Circuit D showcases Montréal's cultural heart that literally brightens the night thanks to an innovative lighting plan. More than 80 cultural venues offer an exceptionally diverse array of activities: festivals, movies, plays, dance performances, art exhibitions, technological art displays, music concerts, operas, and comedy shows. At the heart of the district is the Place des Festivals, a public space entirely dedicated to year-round festivals, urban entertainment, and leisure, and serving as an arena for free artistic activities of all shapes and sizes.
First on the circuit was St James United Church. Built in 1889, this church, originally Methodist, has a Gothic-style exterior and Victorian interior. It is the largest Protestant church in Montréal. There were heaps of trucks parked out the front of the church unfortunately for our photos, and we discovered when we walked around the back of the church that they were filming something there, film crew everywhere. Got some nice photos here.

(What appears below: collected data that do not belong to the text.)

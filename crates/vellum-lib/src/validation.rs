//! Validation checkpoints.
//!
//! Stateless checks run before any mutation. Each returns `Ok(())` (or the
//! validated value) or the error the operation fails with.

use crate::acl::{Action, CallContext, PermissionEvaluator};
use crate::error::{RepositoryError, RepositoryResult};
use crate::model::{
    Acl, BaseType, Content, ContentStreamAllowed, Properties, TypeDefinition, VersionSeries,
    VersioningState,
};

pub fn invalid_argument_required<'a>(name: &str, value: Option<&'a str>) -> RepositoryResult<&'a str> {
    match value {
        Some(v) if !v.trim().is_empty() => Ok(v),
        _ => Err(RepositoryError::InvalidArgument(format!(
            "{} must be set",
            name
        ))),
    }
}

pub fn invalid_argument_not_empty<T>(name: &str, values: &[T]) -> RepositoryResult<()> {
    if values.is_empty() {
        return Err(RepositoryError::InvalidArgument(format!(
            "{} must not be empty",
            name
        )));
    }
    Ok(())
}

/// Reject names that cannot address a child of a folder.
pub fn invalid_argument_name(name: &str) -> RepositoryResult<()> {
    invalid_argument_required("cmis:name", Some(name))?;
    if name.contains('/') {
        return Err(RepositoryError::InvalidArgument(format!(
            "Name must not contain '/': {}",
            name
        )));
    }
    Ok(())
}

pub fn invalid_argument_read_only(properties: &Properties) -> RepositoryResult<()> {
    match properties.first_read_only() {
        Some(id) => Err(RepositoryError::InvalidArgument(format!(
            "Property {} is read-only",
            id
        ))),
        None => Ok(()),
    }
}

pub fn object_not_found(content: Option<Content>, id: &str) -> RepositoryResult<Content> {
    content.ok_or_else(|| RepositoryError::NotFound(format!("Object {}", id)))
}

pub fn type_not_found(
    type_def: Option<TypeDefinition>,
    type_id: &str,
) -> RepositoryResult<TypeDefinition> {
    type_def.ok_or_else(|| RepositoryError::NotFound(format!("Type {}", type_id)))
}

pub fn permission_denied(
    evaluator: &PermissionEvaluator,
    ctx: &CallContext,
    acl: &Acl,
    action: Action,
    object_id: &str,
) -> RepositoryResult<()> {
    evaluator.check(ctx, acl, action, object_id)
}

pub fn constraint_base_type(type_def: &TypeDefinition, expected: BaseType) -> RepositoryResult<()> {
    if type_def.base_type != expected {
        return Err(RepositoryError::constraint(
            &type_def.id,
            format!("Type is not a {}", expected),
        ));
    }
    Ok(())
}

pub fn constraint_is_folder(content: &Content) -> RepositoryResult<()> {
    if !content.is_folder() {
        return Err(RepositoryError::constraint(&content.id, "Object is not a folder"));
    }
    Ok(())
}

/// `type_chain` is the created type followed by its ancestors.
pub fn constraint_allowed_child_type(parent: &Content, type_chain: &[String]) -> RepositoryResult<()> {
    let Some(folder) = parent.as_folder() else {
        return Err(RepositoryError::constraint(&parent.id, "Parent is not a folder"));
    };
    if folder.allowed_child_type_ids.is_empty()
        || type_chain
            .iter()
            .any(|t| folder.allowed_child_type_ids.contains(t))
    {
        return Ok(());
    }
    Err(RepositoryError::constraint(
        &parent.id,
        format!(
            "Type {} is not allowed in this folder",
            type_chain.first().map(String::as_str).unwrap_or("")
        ),
    ))
}

pub fn constraint_content_stream(type_def: &TypeDefinition, has_stream: bool) -> RepositoryResult<()> {
    match (type_def.content_stream_allowed, has_stream) {
        (ContentStreamAllowed::NotAllowed, true) => Err(RepositoryError::constraint(
            &type_def.id,
            "Content stream is not allowed",
        )),
        (ContentStreamAllowed::Required, false) => Err(RepositoryError::constraint(
            &type_def.id,
            "Content stream is required",
        )),
        _ => Ok(()),
    }
}

pub fn constraint_versioning_state(
    type_def: &TypeDefinition,
    state: Option<VersioningState>,
) -> RepositoryResult<VersioningState> {
    match (type_def.versionable, state) {
        (false, None) | (false, Some(VersioningState::None)) => Ok(VersioningState::None),
        (false, Some(_)) => Err(RepositoryError::constraint(
            &type_def.id,
            "Type is not versionable",
        )),
        (true, Some(VersioningState::None)) => Err(RepositoryError::constraint(
            &type_def.id,
            "Versionable type needs a versioning state",
        )),
        (true, None) => Ok(VersioningState::Major),
        (true, Some(s)) => Ok(s),
    }
}

pub fn constraint_versionable(type_def: &TypeDefinition) -> RepositoryResult<()> {
    if !type_def.versionable {
        return Err(RepositoryError::constraint(&type_def.id, "Type is not versionable"));
    }
    Ok(())
}

pub fn constraint_controllable_acl(type_def: &TypeDefinition) -> RepositoryResult<()> {
    if !type_def.controllable_acl {
        return Err(RepositoryError::constraint(
            &type_def.id,
            "ACL of this type is not controllable",
        ));
    }
    Ok(())
}

pub fn constraint_immutable(content: &Content) -> RepositoryResult<()> {
    if content.immutable {
        return Err(RepositoryError::constraint(&content.id, "Object is immutable"));
    }
    Ok(())
}

pub fn constraint_not_root(content: &Content, root_id: &str) -> RepositoryResult<()> {
    if content.id == root_id {
        return Err(RepositoryError::constraint(
            &content.id,
            "Operation is not allowed on the root folder",
        ));
    }
    Ok(())
}

pub fn constraint_folder_empty(folder: &Content, children: &[Content]) -> RepositoryResult<()> {
    if !children.is_empty() {
        return Err(RepositoryError::constraint(&folder.id, "Folder is not empty"));
    }
    Ok(())
}

pub fn constraint_is_policy(content: &Content) -> RepositoryResult<()> {
    if content.as_policy().is_none() {
        return Err(RepositoryError::constraint(&content.id, "Object is not a policy"));
    }
    Ok(())
}

/// A policy still applied to objects cannot be deleted.
pub fn constraint_policy_unapplied(content: &Content) -> RepositoryResult<()> {
    match content.as_policy() {
        Some(policy) if !policy.applied_ids.is_empty() => Err(RepositoryError::constraint(
            &content.id,
            format!("Policy is applied to {} objects", policy.applied_ids.len()),
        )),
        _ => Ok(()),
    }
}

/// Names are unique case-insensitively among `siblings`.
///
/// `exclude_id` is the object being renamed or moved; documents of
/// `exclude_series` never collide with each other.
pub fn constraint_unique_name(
    siblings: &[Content],
    name: &str,
    exclude_id: Option<&str>,
    exclude_series: Option<&str>,
) -> RepositoryResult<()> {
    let lower = name.to_lowercase();
    let clash = siblings.iter().find(|s| {
        Some(s.id.as_str()) != exclude_id
            && (exclude_series.is_none() || s.version_series_id() != exclude_series)
            && s.name.to_lowercase() == lower
    });
    match clash {
        Some(existing) => Err(RepositoryError::constraint(
            &existing.id,
            format!("Name already exists: {}", name),
        )),
        None => Ok(()),
    }
}

/// Enforce the write rules of checked-out version series.
///
/// Only the user who checked out may touch the PWC; other versions of a
/// checked-out series are read-only; older versions are always read-only.
pub fn constraint_update_when_checked_out(
    content: &Content,
    type_def: &TypeDefinition,
    series: Option<&VersionSeries>,
    ctx: &CallContext,
    is_admin: bool,
) -> RepositoryResult<()> {
    let Some(doc) = content.as_document() else {
        return Ok(());
    };
    if !type_def.versionable {
        return Ok(());
    }
    if doc.is_private_working_copy {
        if !is_admin && doc.checked_out_by.as_deref() != Some(ctx.user.as_str()) {
            return Err(RepositoryError::constraint(
                &content.id,
                "Only the user who checked out may modify the working copy",
            ));
        }
        return Ok(());
    }
    if series.is_some_and(|s| s.checked_out) {
        return Err(RepositoryError::constraint(
            &content.id,
            "Version series is checked out",
        ));
    }
    if !doc.is_latest_version {
        return Err(RepositoryError::constraint(
            &content.id,
            "Only the latest version can be modified",
        ));
    }
    Ok(())
}

pub fn constraint_already_checked_out(series: &VersionSeries) -> RepositoryResult<()> {
    if series.checked_out {
        return Err(RepositoryError::constraint(
            &series.id,
            "Version series is already checked out",
        ));
    }
    Ok(())
}

pub fn constraint_is_pwc(content: &Content) -> RepositoryResult<()> {
    if !content.is_private_working_copy() {
        return Err(RepositoryError::constraint(
            &content.id,
            "Object is not a private working copy",
        ));
    }
    Ok(())
}

/// Compare the supplied token with the stored one. A missing token fails.
pub fn update_conflict(content: &Content, token: Option<&str>) -> RepositoryResult<()> {
    match token {
        Some(t) if t == content.revision_token => Ok(()),
        Some(t) => Err(RepositoryError::update_conflict(
            &content.id,
            format!(
                "Revision token {} is stale (current {})",
                t, content.revision_token
            ),
        )),
        None => Err(RepositoryError::update_conflict(
            &content.id,
            "Revision token is required",
        )),
    }
}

We followed the circuit back along St Catherine and saw the Maison du Festival Rio Tinto Alcan building. It is devoted to the dissemination and promotion of jazz music and musical practice. It houses the multipurpose Astral hall, La Balmoral bistro terrace, the TD Gallery Lounge dedicated to the dissemination of visual arts, a gift and souvenir shop, and an audiovisual documentation centre.
We walked through Quartier des spectacles and Place des Arts. We saw Musée d'art contemporain de Montréal. Place des Arts is the most important cultural complex in Canada. It’s indoor public spaces hold shows, concerts, exhibitions, and conferences. Outside we admired Pierre Granche’s 1992 sculpture entitled Comme si le temps…de la rue. The exterior plaza of the complex is the meeting place for major festivals. In autumn 2011, a new concert hall for the Orchestre symphonique de Montréal was inaugurated.

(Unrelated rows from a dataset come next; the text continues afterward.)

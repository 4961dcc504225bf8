//! Bulk property update and recursive tree delete.
//!
//! Both run their tasks on a bounded rayon pool of `executor.thread_max`
//! workers. Tasks take their own locks; nothing is held across the pool.
//! Partial failure is reported in the result, never raised.

use log::{debug, info, warn};
use parking_lot::Mutex;
use rayon::prelude::*;
use std::collections::btree_map::Entry;
use std::collections::{BTreeMap, BTreeSet};

use super::RepositoryService;
use crate::acl::{Action, CallContext};
use crate::error::{RepositoryError, RepositoryResult};
use crate::model::{Content, Properties};
use crate::validation;

/// One successful update of [`RepositoryService::bulk_update_properties`].
#[derive(Debug, Clone, PartialEq, Eq)]
pub struct BulkUpdateResult {
    pub original_id: String,
    pub id: String,
    pub revision_token: String,
}

/// Outcome of [`RepositoryService::delete_tree`].
#[derive(Debug, Clone, Default, PartialEq, Eq)]
pub struct DeleteTreeResult {
    /// Objects that could not be deleted, including folders left in place
    /// because something below them failed.
    pub failed_ids: BTreeSet<String>,
}

impl DeleteTreeResult {
    pub fn is_complete(&self) -> bool {
        self.failed_ids.is_empty()
    }
}

impl RepositoryService {
    fn worker_pool(&self) -> RepositoryResult<rayon::ThreadPool> {
        rayon::ThreadPoolBuilder::new()
            .num_threads(self.config.executor.thread_max)
            .thread_name(|i| format!("vellum-worker-{}", i))
            .build()
            .map_err(|e| RepositoryError::Internal(format!("Failed to build worker pool: {}", e)))
    }

    /// Apply `properties` to every `(id, token)` pair concurrently.
    ///
    /// Returns the successful updates in input order; failed pairs are
    /// logged and left out.
    pub fn bulk_update_properties(
        &self,
        ctx: &CallContext,
        pairs: &[(String, Option<String>)],
        properties: &Properties,
    ) -> RepositoryResult<Vec<BulkUpdateResult>> {
        validation::invalid_argument_not_empty("objectIdAndChangeToken", pairs)?;
        let pool = self.worker_pool()?;

        let results: Vec<BulkUpdateResult> = pool.install(|| {
            pairs
                .par_iter()
                .filter_map(|(id, token)| {
                    match self.update_properties(ctx, id, properties.clone(), token.as_deref()) {
                        Ok(mutation) => Some(BulkUpdateResult {
                            original_id: id.clone(),
                            id: mutation.id,
                            revision_token: mutation.revision_token,
                        }),
                        Err(e) => {
                            warn!("Bulk update of {} failed: {}", id, e);
                            None
                        }
                    }
                })
                .collect()
        });

        info!(
            "Bulk update by {}: {} of {} objects updated",
            ctx.user,
            results.len(),
            pairs.len()
        );
        Ok(results)
    }

    /// Delete `folder_id` and everything below it.
    pub fn delete_tree(
        &self,
        ctx: &CallContext,
        folder_id: &str,
        all_versions: bool,
    ) -> RepositoryResult<DeleteTreeResult> {
        let folder_id = validation::invalid_argument_required("folderId", Some(folder_id))?;
        let folder = self.fetch(folder_id)?;
        validation::constraint_is_folder(&folder)?;
        validation::constraint_not_root(&folder, &self.config.root_folder_id)?;
        self.check_permission(ctx, &folder, Action::DeleteTree)?;

        let failed = Mutex::new(BTreeSet::new());
        self.delete_subtree(ctx, folder_id, all_versions, &failed)?;
        let result = DeleteTreeResult {
            failed_ids: failed.into_inner(),
        };
        if result.is_complete() {
            info!("{} deleted tree {}", ctx.user, folder_id);
        } else {
            warn!(
                "Tree delete of {} left {} objects in place",
                folder_id,
                result.failed_ids.len()
            );
        }
        Ok(result)
    }

    /// Delete the children of `folder_id` on a pool scoped to this folder,
    /// then the folder itself. Returns whether the folder is gone.
    fn delete_subtree(
        &self,
        ctx: &CallContext,
        folder_id: &str,
        all_versions: bool,
        failed: &Mutex<BTreeSet<String>>,
    ) -> RepositoryResult<bool> {
        let children = match self.listing(folder_id) {
            Ok(children) => one_per_series(children),
            Err(e) => {
                warn!("Listing {} for tree delete failed: {}", folder_id, e);
                failed.lock().insert(folder_id.to_string());
                return Ok(false);
            }
        };
        debug!("Deleting {} children of {}", children.len(), folder_id);

        let pool = self.worker_pool()?;
        let outcomes: Vec<RepositoryResult<bool>> = pool.install(|| {
            children
                .par_iter()
                .map(|child| {
                    if child.is_folder() {
                        return self.delete_subtree(ctx, &child.id, all_versions, failed);
                    }
                    match self.delete_object(ctx, &child.id, all_versions) {
                        Ok(()) => Ok(true),
                        Err(e) => {
                            warn!("Tree delete of {} failed: {}", child.id, e);
                            failed.lock().insert(child.id.clone());
                            Ok(false)
                        }
                    }
                })
                .collect()
        });

        let mut all_deleted = true;
        for outcome in outcomes {
            all_deleted &= outcome?;
        }
        if !all_deleted {
            failed.lock().insert(folder_id.to_string());
            return Ok(false);
        }

        match self.delete_object(ctx, folder_id, false) {
            Ok(()) => Ok(true),
            Err(e) => {
                warn!("Tree delete of folder {} failed: {}", folder_id, e);
                failed.lock().insert(folder_id.to_string());
                Ok(false)
            }
        }
    }
}

/// Keep one listed document per version series, preferring a permanent
/// version over the working copy.
fn one_per_series(children: Vec<Content>) -> Vec<Content> {
    let mut others = Vec::new();
    let mut by_series: BTreeMap<String, Content> = BTreeMap::new();
    for child in children {
        let Some(series_id) = child.version_series_id().map(String::from) else {
            others.push(child);
            continue;
        };
        match by_series.entry(series_id) {
            Entry::Vacant(slot) => {
                slot.insert(child);
            }
            Entry::Occupied(mut slot) => {
                if slot.get().is_private_working_copy() && !child.is_private_working_copy() {
                    slot.insert(child);
                }
            }
        }
    }
    others.extend(by_series.into_values());
    others
}
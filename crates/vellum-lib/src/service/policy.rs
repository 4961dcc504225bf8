//! Applying policies to objects.
//!
//! A policy keeps the ids of the objects it is applied to. Both the policy
//! and the object are locked while that list changes.

use log::info;

use super::RepositoryService;
use crate::acl::{Action, CallContext};
use crate::error::{RepositoryError, RepositoryResult};
use crate::model::{Content, ContentKind};
use crate::validation;
use crate::view::{ObjectView, ViewOptions};

/// Applied ids of a content already checked to be a policy.
fn applied_ids(policy: &mut Content) -> RepositoryResult<&mut Vec<String>> {
    match &mut policy.kind {
        ContentKind::Policy(data) => Ok(&mut data.applied_ids),
        _ => Err(RepositoryError::constraint(&policy.id, "Object is not a policy")),
    }
}

impl RepositoryService {
    /// Load and check both sides of a policy change. The caller holds the
    /// locks of both.
    fn policy_and_target(
        &self,
        ctx: &CallContext,
        policy_id: &str,
        object_id: &str,
        action: Action,
    ) -> RepositoryResult<(Content, Content)> {
        let policy = self.fetch(policy_id)?;
        validation::constraint_is_policy(&policy)?;
        let object = self.fetch(object_id)?;
        if object.as_policy().is_some() {
            return Err(RepositoryError::constraint(
                object_id,
                "Policies cannot be applied to policies",
            ));
        }
        self.check_permission(ctx, &object, action)?;
        self.check_permission(ctx, &policy, Action::GetProperties)?;
        Ok((policy, object))
    }

    /// Apply `policy_id` to `object_id`. Applying it again changes nothing.
    pub fn apply_policy(
        &self,
        ctx: &CallContext,
        policy_id: &str,
        object_id: &str,
    ) -> RepositoryResult<()> {
        let policy_id = validation::invalid_argument_required("policyId", Some(policy_id))?;
        let object_id = validation::invalid_argument_required("objectId", Some(object_id))?;
        let _locks = self.lock_ids(&[policy_id, object_id]);
        let (mut policy, object) =
            self.policy_and_target(ctx, policy_id, object_id, Action::ApplyPolicy)?;

        let applied = applied_ids(&mut policy)?;
        if applied.iter().any(|id| *id == object.id) {
            return Ok(());
        }
        applied.push(object.id.clone());
        policy.touch(&ctx.user);
        let updated = self.store.update(policy)?;
        self.caches.invalidate_all([updated.id.as_str(), object.id.as_str()]);
        info!("{} applied policy {} to {}", ctx.user, updated.id, object.id);
        Ok(())
    }

    pub fn remove_policy(
        &self,
        ctx: &CallContext,
        policy_id: &str,
        object_id: &str,
    ) -> RepositoryResult<()> {
        let policy_id = validation::invalid_argument_required("policyId", Some(policy_id))?;
        let object_id = validation::invalid_argument_required("objectId", Some(object_id))?;
        let _locks = self.lock_ids(&[policy_id, object_id]);
        let (mut policy, object) =
            self.policy_and_target(ctx, policy_id, object_id, Action::RemovePolicy)?;

        let applied = applied_ids(&mut policy)?;
        let before = applied.len();
        applied.retain(|id| *id != object.id);
        if applied.len() == before {
            return Err(RepositoryError::constraint(
                policy_id,
                format!("Policy is not applied to {}", object.id),
            ));
        }
        policy.touch(&ctx.user);
        let updated = self.store.update(policy)?;
        self.caches.invalidate_all([updated.id.as_str(), object.id.as_str()]);
        info!("{} removed policy {} from {}", ctx.user, updated.id, object.id);
        Ok(())
    }

    /// Policies applied to `object_id` that the caller may read.
    pub fn get_applied_policies(
        &self,
        ctx: &CallContext,
        object_id: &str,
        options: &ViewOptions,
    ) -> RepositoryResult<Vec<ObjectView>> {
        let object_id = validation::invalid_argument_required("objectId", Some(object_id))?;
        let _guard = self.locks.read_lock(&self.config.id, object_id);
        let object = self.load(object_id)?;
        self.check_permission(ctx, &object, Action::GetAppliedPolicies)?;

        let mut views = Vec::new();
        for policy in self.store.get_applied_policies(object_id)? {
            match self.render(ctx, &policy.id, options) {
                Ok(view) => views.push(view),
                Err(RepositoryError::PermissionDenied(_)) => continue,
                Err(e) => return Err(e),
            }
        }
        Ok(views)
    }
}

We then went into the underground city and saw some of the artworks in Place Des Arts, we walked under Saint Catherine Street to complex Desjardins and then through to Rene Levesque. Built in 1976, the complexe Desjardins is home to 3 office towers, 110 boutiques and restaurants, a hotel, and an immense public square where a myriad of events are held all year long. The Complexe is located in the heart of downtown, the city's cultural core and the underground pedestrian network.

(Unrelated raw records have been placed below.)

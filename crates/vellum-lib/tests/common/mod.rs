//! Common test utilities for the repository core
//!
//! Every integration test file declares `mod common;` and builds its
//! repository through [`TestHarness`].

#![allow(dead_code)]

use std::sync::Arc;

use vellum_lib::model::{
    Ace, AclPropagation, ContentStream, PropertyValue, TypeDefinition, VersioningState,
};
use vellum_lib::view::{ObjectView, ViewOptions};
use vellum_lib::{
    CallContext, CreateRequest, InMemoryTypeRegistry, LockCoordinator, MemoryStore, Mutation,
    RepositoryConfig, RepositoryService,
};

pub const REPOSITORY_ID: &str = "test";

pub fn init_logging() {
    let _ = env_logger::builder().is_test(true).try_init();
}

pub fn admin() -> CallContext {
    CallContext::new("admin")
}

pub fn user(name: &str) -> CallContext {
    CallContext::new(name)
}

pub struct TestHarnessBuilder {
    config: RepositoryConfig,
    locks: Option<Arc<LockCoordinator>>,
    types: Vec<TypeDefinition>,
}

impl TestHarnessBuilder {
    pub fn new() -> Self {
        Self {
            config: RepositoryConfig::new(REPOSITORY_ID),
            locks: None,
            types: Vec::new(),
        }
    }

    pub fn configure(mut self, f: impl FnOnce(&mut RepositoryConfig)) -> Self {
        f(&mut self.config);
        self
    }

    pub fn with_locks(mut self, locks: Arc<LockCoordinator>) -> Self {
        self.locks = Some(locks);
        self
    }

    /// Register a subtype before the repository opens.
    pub fn with_type(mut self, definition: TypeDefinition) -> Self {
        self.types.push(definition);
        self
    }

    pub fn build(self) -> TestHarness {
        init_logging();
        let types = InMemoryTypeRegistry::new();
        for definition in self.types {
            types.register(definition).expect("type registered");
        }
        let store = Arc::new(MemoryStore::new());
        let locks = self
            .locks
            .unwrap_or_else(|| Arc::new(LockCoordinator::new()));
        let service = RepositoryService::open(
            self.config,
            store.clone(),
            Arc::new(types),
            locks,
        )
        .expect("repository opens");
        TestHarness { service, store }
    }
}

/// A repository on a fresh [`MemoryStore`], with shortcuts for building
/// trees as the admin.
pub struct TestHarness {
    pub service: RepositoryService,
    pub store: Arc<MemoryStore>,
}

impl TestHarness {
    pub fn new() -> Self {
        TestHarnessBuilder::new().build()
    }

    pub fn builder() -> TestHarnessBuilder {
        TestHarnessBuilder::new()
    }

    pub fn root(&self) -> String {
        self.service.root_folder_id().to_string()
    }

    pub fn folder(&self, parent_id: &str, name: &str) -> String {
        self.service
            .create(&admin(), CreateRequest::new("cmis:folder", name).in_folder(parent_id))
            .expect("folder created")
            .id
    }

    /// A major-versioned document with a text stream.
    pub fn document(&self, parent_id: &str, name: &str, text: &str) -> Mutation {
        self.service
            .create(
                &admin(),
                CreateRequest::new("cmis:document", name)
                    .in_folder(parent_id)
                    .with_stream(ContentStream::new("text/plain", text))
                    .with_versioning_state(VersioningState::Major),
            )
            .expect("document created")
    }

    /// Replace the local ACL of `id`, keeping inheritance on.
    pub fn grant(&self, id: &str, aces: &[Ace]) {
        self.service
            .apply_acl(&admin(), id, aces, AclPropagation::Propagate, None)
            .expect("acl applied");
    }

    /// Replace the local ACL of `id` and stop inheriting.
    pub fn restrict(&self, id: &str, aces: &[Ace]) {
        self.service
            .apply_acl(&admin(), id, aces, AclPropagation::Propagate, Some(false))
            .expect("acl applied");
    }

    pub fn view(&self, ctx: &CallContext, id: &str) -> ObjectView {
        self.service
            .get_object(ctx, id, &ViewOptions::full())
            .expect("object readable")
    }

    pub fn token(&self, id: &str) -> String {
        self.view(&admin(), id)
            .change_token()
            .expect("change token present")
            .to_string()
    }

    pub fn child_names(&self, folder_id: &str) -> Vec<String> {
        let mut names: Vec<String> = self
            .service
            .get_children(&admin(), folder_id, &ViewOptions::default())
            .expect("children listed")
            .iter()
            .filter_map(|v| v.name().map(String::from))
            .collect();
        names.sort();
        names
    }
}

pub fn text(value: &str) -> PropertyValue {
    PropertyValue::String(value.to_string())
}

The homeless/beggars were out in force, and we saw a crazy person wandering around shouting random things out, we made sure we were heading in a different direction. We were also surprised how easily the beggers could switch from French to English.
We saw Monument-National wich shows various concerts and theatrical performances, including productions from the National Theatre School of Canada. Built in 1893, its architecture integrates elements of revived Baroque and Mannerist styles. Its magnificent façade is illuminated at night through a high tech system. Just across the road we saw a pretty cool graffiti of raccoons on the side of a building! We also found a red light district of Montreal just off the dodgier end of Saint Catherine Street.
We continued up St Laurent to Maisonneuve to head home. Saw a dog and mask artwork and some cute houses on Rue Jeanne Mance. Cooked chicken Maryland's and veggies for dinner, yum. After dinner we ended up down at Tim Hortons for hot chocolate and a chocolate muffin, mmm.
I got home from work around 5.30 and Trish was keen to head out for a walk and see some of Montreal. I was keen too as I had eaten way too much donuts and slices at work today for Steve Duggan's birthday. Circuit D was chosen and off we headed. It was a beautiful day outside with a lovely blue clear sky.